EXERCISE AIM:
Go through the data and report each line that holds the string "under".

TASK MATERIAL:
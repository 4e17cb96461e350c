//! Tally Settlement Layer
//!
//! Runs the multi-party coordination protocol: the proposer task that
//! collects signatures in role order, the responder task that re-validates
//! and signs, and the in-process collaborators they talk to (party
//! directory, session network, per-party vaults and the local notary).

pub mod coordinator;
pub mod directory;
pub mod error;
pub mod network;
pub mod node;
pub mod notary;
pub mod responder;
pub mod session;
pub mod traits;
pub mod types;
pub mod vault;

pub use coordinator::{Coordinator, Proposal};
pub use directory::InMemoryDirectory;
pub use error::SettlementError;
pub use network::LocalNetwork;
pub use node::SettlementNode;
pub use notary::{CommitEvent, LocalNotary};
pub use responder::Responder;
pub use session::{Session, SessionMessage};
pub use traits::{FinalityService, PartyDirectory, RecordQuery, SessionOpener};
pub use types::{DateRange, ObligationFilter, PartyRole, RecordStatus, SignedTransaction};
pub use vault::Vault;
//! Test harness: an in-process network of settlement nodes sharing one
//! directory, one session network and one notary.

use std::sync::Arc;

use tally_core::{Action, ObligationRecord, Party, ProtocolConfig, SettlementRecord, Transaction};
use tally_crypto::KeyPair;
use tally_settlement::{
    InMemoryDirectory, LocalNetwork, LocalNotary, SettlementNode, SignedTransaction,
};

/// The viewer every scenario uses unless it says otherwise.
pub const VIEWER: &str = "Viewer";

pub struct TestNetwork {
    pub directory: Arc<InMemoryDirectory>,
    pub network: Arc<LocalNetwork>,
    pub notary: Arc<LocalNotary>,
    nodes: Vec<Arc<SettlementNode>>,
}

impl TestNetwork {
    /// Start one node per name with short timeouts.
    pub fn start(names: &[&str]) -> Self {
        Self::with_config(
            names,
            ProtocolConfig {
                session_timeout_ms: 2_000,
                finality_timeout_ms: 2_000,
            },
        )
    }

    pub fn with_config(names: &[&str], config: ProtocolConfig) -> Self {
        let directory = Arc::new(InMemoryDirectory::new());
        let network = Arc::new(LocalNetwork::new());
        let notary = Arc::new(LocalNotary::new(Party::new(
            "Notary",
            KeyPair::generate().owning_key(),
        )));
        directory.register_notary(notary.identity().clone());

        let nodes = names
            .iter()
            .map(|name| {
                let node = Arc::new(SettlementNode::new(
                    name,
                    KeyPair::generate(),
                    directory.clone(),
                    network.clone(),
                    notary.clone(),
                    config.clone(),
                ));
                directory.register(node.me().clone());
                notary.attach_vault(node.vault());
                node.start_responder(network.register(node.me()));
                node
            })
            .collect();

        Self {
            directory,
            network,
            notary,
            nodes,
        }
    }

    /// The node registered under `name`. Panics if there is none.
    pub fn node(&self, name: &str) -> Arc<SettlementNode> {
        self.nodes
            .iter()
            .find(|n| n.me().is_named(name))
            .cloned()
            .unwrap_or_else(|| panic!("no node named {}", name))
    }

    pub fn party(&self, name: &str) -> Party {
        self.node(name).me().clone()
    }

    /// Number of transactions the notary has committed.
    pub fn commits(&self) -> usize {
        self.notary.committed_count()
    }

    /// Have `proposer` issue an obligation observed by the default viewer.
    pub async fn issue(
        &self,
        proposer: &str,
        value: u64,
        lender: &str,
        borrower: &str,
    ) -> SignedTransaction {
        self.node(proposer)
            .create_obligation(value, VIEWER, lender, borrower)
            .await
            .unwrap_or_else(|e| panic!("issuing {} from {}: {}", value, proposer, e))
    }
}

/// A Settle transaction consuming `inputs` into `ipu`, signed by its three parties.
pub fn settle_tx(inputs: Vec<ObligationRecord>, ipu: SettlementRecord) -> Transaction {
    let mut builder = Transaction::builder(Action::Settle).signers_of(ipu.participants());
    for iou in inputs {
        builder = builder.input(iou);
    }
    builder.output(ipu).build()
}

* * *

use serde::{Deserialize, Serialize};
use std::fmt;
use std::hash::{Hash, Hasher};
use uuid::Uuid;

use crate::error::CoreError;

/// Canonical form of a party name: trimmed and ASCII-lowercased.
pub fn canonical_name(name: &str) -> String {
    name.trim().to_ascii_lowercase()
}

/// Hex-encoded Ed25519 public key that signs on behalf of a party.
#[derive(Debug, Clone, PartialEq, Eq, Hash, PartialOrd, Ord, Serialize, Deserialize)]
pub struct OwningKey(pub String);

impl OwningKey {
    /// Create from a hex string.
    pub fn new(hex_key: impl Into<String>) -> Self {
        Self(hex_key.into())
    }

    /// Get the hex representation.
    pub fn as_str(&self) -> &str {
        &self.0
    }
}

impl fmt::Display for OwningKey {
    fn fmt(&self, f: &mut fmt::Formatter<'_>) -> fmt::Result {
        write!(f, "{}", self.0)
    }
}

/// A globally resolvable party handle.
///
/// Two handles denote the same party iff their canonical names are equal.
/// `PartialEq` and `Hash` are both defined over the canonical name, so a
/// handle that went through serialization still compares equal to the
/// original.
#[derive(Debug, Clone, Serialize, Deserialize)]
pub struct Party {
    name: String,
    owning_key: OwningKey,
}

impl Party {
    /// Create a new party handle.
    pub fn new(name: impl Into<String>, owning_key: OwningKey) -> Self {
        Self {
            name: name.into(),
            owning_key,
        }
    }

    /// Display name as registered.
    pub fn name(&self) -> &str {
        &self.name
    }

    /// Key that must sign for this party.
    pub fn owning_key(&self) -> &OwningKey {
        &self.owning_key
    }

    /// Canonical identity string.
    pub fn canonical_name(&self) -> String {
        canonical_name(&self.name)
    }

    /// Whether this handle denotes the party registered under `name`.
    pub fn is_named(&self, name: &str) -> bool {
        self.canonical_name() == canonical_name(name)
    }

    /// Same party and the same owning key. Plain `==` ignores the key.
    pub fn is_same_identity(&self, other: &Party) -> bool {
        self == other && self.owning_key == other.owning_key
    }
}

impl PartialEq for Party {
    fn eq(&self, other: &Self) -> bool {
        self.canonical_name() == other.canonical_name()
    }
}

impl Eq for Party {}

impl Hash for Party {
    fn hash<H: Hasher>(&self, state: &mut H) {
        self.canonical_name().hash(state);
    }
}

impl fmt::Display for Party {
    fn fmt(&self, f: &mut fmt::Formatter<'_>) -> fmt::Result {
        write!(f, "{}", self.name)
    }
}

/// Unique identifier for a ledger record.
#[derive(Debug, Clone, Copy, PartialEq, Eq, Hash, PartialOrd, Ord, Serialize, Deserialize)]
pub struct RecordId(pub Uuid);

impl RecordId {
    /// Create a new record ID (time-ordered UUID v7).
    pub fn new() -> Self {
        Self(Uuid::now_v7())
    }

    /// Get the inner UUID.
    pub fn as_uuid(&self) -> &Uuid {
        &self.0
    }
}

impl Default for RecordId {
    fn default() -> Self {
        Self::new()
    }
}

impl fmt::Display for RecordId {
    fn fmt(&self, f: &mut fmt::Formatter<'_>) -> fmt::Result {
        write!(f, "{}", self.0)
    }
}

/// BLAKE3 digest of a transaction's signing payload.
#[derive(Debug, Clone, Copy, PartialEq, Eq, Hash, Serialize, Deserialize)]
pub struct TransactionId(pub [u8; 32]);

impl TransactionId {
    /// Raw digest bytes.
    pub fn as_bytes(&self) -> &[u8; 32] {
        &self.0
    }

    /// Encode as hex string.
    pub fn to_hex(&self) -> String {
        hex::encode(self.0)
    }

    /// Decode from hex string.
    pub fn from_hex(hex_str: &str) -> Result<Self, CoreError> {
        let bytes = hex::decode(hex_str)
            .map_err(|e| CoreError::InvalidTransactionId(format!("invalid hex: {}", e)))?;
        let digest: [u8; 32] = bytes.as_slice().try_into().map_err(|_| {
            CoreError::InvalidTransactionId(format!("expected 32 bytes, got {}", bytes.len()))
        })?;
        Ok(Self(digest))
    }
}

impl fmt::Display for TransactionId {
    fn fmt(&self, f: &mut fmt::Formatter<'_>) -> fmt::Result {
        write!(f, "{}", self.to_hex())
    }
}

* * *

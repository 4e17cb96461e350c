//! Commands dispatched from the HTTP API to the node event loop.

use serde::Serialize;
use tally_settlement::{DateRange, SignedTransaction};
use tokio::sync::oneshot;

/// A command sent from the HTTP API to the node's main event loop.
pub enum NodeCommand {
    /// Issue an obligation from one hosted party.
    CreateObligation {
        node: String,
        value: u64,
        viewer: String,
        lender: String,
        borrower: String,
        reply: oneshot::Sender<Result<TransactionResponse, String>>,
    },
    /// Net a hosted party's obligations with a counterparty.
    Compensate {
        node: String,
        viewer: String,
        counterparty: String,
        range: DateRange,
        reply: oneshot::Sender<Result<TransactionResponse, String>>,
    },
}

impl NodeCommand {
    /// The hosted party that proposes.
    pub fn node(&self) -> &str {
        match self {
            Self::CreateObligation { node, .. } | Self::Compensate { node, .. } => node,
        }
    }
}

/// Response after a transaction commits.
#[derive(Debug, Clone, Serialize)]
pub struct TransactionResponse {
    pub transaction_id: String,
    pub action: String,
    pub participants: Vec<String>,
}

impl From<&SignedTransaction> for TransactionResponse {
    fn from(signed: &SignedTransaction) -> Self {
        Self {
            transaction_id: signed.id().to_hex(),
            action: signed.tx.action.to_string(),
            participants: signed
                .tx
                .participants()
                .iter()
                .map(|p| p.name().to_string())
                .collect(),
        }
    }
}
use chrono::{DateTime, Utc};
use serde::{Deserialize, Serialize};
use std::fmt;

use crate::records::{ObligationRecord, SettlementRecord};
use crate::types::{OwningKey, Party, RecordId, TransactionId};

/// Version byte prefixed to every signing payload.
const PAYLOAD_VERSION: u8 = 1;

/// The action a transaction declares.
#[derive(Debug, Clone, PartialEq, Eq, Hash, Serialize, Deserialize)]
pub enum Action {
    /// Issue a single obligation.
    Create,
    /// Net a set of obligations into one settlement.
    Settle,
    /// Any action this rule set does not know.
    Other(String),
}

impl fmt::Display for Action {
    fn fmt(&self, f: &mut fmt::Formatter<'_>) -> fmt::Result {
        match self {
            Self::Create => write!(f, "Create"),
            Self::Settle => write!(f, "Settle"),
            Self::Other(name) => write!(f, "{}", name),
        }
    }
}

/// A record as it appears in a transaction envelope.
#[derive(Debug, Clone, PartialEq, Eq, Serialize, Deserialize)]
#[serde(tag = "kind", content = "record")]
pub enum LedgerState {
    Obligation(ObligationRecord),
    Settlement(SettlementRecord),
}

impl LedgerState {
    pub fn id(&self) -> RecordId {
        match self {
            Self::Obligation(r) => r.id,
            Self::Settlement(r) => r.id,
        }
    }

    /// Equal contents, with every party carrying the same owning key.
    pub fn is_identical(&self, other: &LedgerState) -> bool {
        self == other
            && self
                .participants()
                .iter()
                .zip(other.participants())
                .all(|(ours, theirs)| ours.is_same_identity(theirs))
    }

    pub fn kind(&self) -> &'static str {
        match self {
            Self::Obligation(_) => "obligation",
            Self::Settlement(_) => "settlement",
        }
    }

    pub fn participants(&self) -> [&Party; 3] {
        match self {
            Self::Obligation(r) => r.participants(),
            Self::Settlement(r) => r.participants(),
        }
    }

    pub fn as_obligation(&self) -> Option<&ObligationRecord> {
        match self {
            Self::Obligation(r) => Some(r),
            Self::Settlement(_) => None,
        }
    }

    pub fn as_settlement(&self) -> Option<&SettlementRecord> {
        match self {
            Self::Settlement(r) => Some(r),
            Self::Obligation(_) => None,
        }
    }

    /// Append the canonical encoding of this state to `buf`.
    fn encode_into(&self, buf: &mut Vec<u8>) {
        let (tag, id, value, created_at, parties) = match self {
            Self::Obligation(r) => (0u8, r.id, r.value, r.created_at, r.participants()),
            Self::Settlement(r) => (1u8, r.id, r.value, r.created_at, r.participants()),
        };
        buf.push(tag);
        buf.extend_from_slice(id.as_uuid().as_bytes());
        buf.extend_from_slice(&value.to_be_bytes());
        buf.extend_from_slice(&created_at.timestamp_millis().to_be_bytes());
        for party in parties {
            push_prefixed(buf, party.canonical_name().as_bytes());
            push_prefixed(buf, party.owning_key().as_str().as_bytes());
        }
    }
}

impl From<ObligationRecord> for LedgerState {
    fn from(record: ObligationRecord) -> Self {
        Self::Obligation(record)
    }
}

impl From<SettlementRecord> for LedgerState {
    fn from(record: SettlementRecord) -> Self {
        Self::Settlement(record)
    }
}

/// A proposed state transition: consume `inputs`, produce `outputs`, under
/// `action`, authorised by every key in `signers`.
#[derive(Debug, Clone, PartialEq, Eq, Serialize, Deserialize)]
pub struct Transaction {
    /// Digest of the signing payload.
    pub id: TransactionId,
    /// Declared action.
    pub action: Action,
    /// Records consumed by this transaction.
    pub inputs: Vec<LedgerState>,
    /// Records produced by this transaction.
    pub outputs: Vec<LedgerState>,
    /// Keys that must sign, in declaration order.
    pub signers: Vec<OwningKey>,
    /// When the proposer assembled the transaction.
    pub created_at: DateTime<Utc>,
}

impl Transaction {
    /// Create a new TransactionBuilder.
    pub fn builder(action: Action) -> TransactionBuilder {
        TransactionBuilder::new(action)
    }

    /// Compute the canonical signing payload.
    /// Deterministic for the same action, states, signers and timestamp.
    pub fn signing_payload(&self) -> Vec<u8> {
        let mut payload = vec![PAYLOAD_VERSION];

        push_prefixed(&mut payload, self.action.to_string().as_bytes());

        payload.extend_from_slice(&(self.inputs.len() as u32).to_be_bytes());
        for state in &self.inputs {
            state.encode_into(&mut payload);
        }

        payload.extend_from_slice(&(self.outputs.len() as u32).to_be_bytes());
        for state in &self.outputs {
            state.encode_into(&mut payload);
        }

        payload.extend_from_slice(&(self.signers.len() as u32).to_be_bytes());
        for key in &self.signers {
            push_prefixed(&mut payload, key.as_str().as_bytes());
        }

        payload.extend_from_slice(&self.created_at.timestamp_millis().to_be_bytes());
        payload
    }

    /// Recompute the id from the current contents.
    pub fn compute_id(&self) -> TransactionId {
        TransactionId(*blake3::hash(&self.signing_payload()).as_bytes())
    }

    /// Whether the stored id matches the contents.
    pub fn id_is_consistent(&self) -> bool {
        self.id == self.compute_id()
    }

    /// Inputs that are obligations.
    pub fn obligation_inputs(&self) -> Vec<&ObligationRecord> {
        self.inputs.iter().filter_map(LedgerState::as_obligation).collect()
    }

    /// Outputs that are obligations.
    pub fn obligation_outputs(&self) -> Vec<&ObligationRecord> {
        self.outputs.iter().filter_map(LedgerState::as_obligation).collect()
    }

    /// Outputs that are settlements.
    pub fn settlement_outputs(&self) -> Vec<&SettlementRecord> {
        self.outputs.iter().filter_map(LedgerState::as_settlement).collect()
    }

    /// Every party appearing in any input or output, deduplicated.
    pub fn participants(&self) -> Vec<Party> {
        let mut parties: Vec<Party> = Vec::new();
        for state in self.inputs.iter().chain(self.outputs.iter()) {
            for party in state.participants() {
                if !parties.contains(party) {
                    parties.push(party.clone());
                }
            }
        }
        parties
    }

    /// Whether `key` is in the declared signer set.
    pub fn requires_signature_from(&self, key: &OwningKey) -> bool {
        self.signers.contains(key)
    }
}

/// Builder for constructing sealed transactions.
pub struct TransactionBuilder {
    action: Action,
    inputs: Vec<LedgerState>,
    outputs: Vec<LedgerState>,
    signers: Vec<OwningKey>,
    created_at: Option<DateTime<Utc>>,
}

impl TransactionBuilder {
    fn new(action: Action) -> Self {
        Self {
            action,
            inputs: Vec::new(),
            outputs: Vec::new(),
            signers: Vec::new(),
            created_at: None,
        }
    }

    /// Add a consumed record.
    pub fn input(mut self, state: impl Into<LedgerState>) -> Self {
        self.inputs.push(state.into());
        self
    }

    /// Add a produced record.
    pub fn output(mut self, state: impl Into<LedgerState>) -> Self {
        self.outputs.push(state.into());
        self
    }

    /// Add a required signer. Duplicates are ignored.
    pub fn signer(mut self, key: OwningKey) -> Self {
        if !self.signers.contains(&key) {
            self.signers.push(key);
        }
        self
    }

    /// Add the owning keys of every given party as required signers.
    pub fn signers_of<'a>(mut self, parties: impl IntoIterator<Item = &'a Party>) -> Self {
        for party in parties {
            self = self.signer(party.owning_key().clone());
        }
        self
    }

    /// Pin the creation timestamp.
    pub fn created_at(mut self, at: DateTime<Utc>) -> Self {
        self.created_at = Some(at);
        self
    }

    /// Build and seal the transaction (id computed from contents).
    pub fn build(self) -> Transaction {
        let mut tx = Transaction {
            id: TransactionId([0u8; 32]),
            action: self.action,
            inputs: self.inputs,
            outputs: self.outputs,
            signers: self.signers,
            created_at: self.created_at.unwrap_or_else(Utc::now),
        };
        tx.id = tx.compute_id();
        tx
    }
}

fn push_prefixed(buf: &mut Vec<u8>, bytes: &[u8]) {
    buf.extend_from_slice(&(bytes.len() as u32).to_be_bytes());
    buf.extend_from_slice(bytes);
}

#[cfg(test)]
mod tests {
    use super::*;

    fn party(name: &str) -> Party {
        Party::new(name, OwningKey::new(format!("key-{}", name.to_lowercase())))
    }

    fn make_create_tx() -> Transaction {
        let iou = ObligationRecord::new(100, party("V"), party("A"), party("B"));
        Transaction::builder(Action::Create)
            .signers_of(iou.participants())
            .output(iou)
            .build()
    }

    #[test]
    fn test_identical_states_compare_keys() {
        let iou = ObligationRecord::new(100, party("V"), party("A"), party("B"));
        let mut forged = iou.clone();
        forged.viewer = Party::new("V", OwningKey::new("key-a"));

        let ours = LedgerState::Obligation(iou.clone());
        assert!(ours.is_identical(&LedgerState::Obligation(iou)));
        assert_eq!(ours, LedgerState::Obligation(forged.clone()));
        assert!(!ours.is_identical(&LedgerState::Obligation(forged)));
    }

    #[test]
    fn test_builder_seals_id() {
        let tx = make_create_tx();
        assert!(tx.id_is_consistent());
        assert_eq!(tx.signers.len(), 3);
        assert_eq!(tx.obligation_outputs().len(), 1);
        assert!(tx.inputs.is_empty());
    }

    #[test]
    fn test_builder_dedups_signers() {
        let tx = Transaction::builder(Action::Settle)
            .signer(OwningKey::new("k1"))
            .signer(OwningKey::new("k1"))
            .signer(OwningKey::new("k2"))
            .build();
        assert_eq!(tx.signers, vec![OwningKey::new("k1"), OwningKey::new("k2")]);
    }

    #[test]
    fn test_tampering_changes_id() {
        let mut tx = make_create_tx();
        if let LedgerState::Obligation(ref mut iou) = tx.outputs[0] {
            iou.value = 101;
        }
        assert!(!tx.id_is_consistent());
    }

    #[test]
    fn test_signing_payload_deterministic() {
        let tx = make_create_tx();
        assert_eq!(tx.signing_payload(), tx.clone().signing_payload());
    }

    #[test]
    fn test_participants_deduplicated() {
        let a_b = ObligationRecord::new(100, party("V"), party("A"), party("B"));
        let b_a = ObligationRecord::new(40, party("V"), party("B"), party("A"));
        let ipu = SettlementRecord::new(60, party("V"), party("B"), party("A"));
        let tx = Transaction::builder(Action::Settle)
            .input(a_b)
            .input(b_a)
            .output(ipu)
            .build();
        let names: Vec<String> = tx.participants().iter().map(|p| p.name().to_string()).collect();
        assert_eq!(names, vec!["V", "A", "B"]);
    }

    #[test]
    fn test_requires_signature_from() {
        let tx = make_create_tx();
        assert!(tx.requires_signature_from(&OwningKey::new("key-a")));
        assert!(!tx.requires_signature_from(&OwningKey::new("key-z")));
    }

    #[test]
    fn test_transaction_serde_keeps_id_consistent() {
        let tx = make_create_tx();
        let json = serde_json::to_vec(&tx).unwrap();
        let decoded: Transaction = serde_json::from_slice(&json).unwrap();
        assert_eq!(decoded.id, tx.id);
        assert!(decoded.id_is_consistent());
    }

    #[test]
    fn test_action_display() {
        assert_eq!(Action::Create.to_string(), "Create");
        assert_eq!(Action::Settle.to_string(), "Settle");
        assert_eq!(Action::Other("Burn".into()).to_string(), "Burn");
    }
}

SOLUTION FOR THIS PROBLEM:
    /// The node registered under `name`. Panics if there is none.
    /// Whether this handle denotes the party registered under `name`.
/// A proposed state transition: consume `inputs`, produce `outputs`, under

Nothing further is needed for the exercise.